Enhancing the oral delivery of poorly water-soluble drugs remains a key challenge in pharmaceutical development. Lipid-based self-emulsifying drug delivery systems (SEDDS) offer a promising approach by improving drug solubilization, absorption, and bioavailability. Central to their performance is the physicochemical profile of excipients - such as lipids, surfactants, and cosurfactants - which govern critical aspects of formulation behavior. Parameters like hydrophilic-lipophilic balance (HLB), polarity, viscosity, and interfacial tension directly influence drug loading, self-emulsification capacity, droplet size, and colloidal stability. These properties also dictate intermolecular interactions at the oil-water interface, impacting thermodynamic stability and emulsification kinetics. Understanding these physicochemical interactions is indispensable for rational system design and successful translation to clinical outcomes.

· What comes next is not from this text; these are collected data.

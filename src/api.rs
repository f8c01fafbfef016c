//! HTTP access to the search endpoint.
//!
//! The module uses a trait-based design so the run loop can be driven by
//! something other than the network:
//! - [`SearchApi`]: Core trait, one GET per call
//! - [`HttpSearchApi`]: The real implementation on top of `reqwest`
//!
//! # Fetch contract
//!
//! A response contributes rows only when its status is `200` *and* its
//! `Content-Type` starts with `application/json` *and* the body is an object
//! with a `matches` array; entries of that array that are not objects are
//! skipped individually. Anything else becomes a non-`Matches`
//! [`FetchOutcome`], which callers treat as "no rows for this window".
//! Transport faults (DNS, refused connection, client timeout) are returned as
//! errors and are not retried.

use crate::error::Result;
use crate::models::Record;
use crate::utils::truncate_for_log;
use reqwest::StatusCode;
use reqwest::header::CONTENT_TYPE;
use std::time::Instant;
use tracing::{debug, instrument, warn};

/// What a single search request produced.
#[derive(Debug, Clone, PartialEq)]
pub enum FetchOutcome {
    /// A well-formed response; may be empty.
    Matches(Vec<Record>),
    /// Status other than `200`.
    BadStatus(u16),
    /// `200`, but the content type was missing or not JSON.
    NotJson(Option<String>),
    /// JSON content type, but the body could not be read as `{"matches": [...]}`.
    Malformed(String),
}

impl FetchOutcome {
    /// Rows this outcome contributes to the table.
    pub fn into_rows(self) -> Vec<Record> {
        match self {
            FetchOutcome::Matches(rows) => rows,
            _ => Vec::new(),
        }
    }

    /// Whether the response was unusable, as opposed to merely empty.
    pub fn is_degraded(&self) -> bool {
        !matches!(self, FetchOutcome::Matches(_))
    }

    /// Classify a response from its status, content type and body.
    pub fn from_response(status: u16, content_type: Option<&str>, body: &str) -> Self {
        if status != StatusCode::OK.as_u16() {
            return FetchOutcome::BadStatus(status);
        }
        let is_json = content_type
            .map(|ct| ct.trim().starts_with("application/json"))
            .unwrap_or(false);
        if !is_json {
            return FetchOutcome::NotJson(content_type.map(str::to_string));
        }
        parse_matches(body)
    }
}

fn parse_matches(body: &str) -> FetchOutcome {
    let mut payload: serde_json::Value = match serde_json::from_str(body) {
        Ok(payload) => payload,
        Err(e) => {
            return FetchOutcome::Malformed(format!(
                "{e}; body: {}",
                truncate_for_log(body, 200)
            ));
        }
    };

    match payload.get_mut("matches").map(serde_json::Value::take) {
        Some(serde_json::Value::Array(items)) => {
            let mut records = Vec::with_capacity(items.len());
            for (position, item) in items.into_iter().enumerate() {
                match item {
                    serde_json::Value::Object(record) => records.push(record),
                    other => warn!(
                        position,
                        entry = %truncate_for_log(&other.to_string(), 200),
                        "Skipping non-object entry in matches"
                    ),
                }
            }
            FetchOutcome::Matches(records)
        }
        Some(_) => FetchOutcome::Malformed("`matches` is not an array".to_string()),
        None => FetchOutcome::Malformed("response has no `matches` field".to_string()),
    }
}

/// A search backend that answers one URL at a time.
pub trait SearchApi {
    /// Issue a GET for `url` and classify the response.
    async fn search(&self, url: &str) -> Result<FetchOutcome>;
}

/// [`SearchApi`] over HTTP.
///
/// No timeout is configured beyond `reqwest`'s defaults.
#[derive(Debug, Clone, Default)]
pub struct HttpSearchApi {
    client: reqwest::Client,
}

impl HttpSearchApi {
    pub fn with_client(client: reqwest::Client) -> Self {
        Self { client }
    }
}

impl SearchApi for HttpSearchApi {
    #[instrument(level = "debug", skip_all, fields(%url))]
    async fn search(&self, url: &str) -> Result<FetchOutcome> {
        let t0 = Instant::now();
        let response = self.client.get(url).send().await?;
        let status = response.status().as_u16();
        let content_type = response
            .headers()
            .get(CONTENT_TYPE)
            .and_then(|v| v.to_str().ok())
            .map(str::to_string);
        let body = response.text().await?;

        debug!(
            status,
            content_type = content_type.as_deref().unwrap_or(""),
            bytes = body.len(),
            elapsed_ms = t0.elapsed().as_millis() as u64,
            "Search response received"
        );
        Ok(FetchOutcome::from_response(
            status,
            content_type.as_deref(),
            &body,
        ))
    }
}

This review integrates and analyzes recent findings on how specific excipient characteristics modulate the structure, dynamics, and performance of SEDDS. Advances such as supersaturable SEDDS and mucoadhesive systems, along with solidification technologies (e.g., spray drying, adsorption, 3D printing), expand the applicability and stability of these formulations. By consolidating knowledge on excipient-function relationships, this review provides a strategic framework for the selection and combination of excipients tailored to drug properties and therapeutic goals. A deep understanding of these physicochemical parameters and their synergistic interactions is crucial for optimizing self-emulsifying formulations that are stable, efficient, and clinically effective.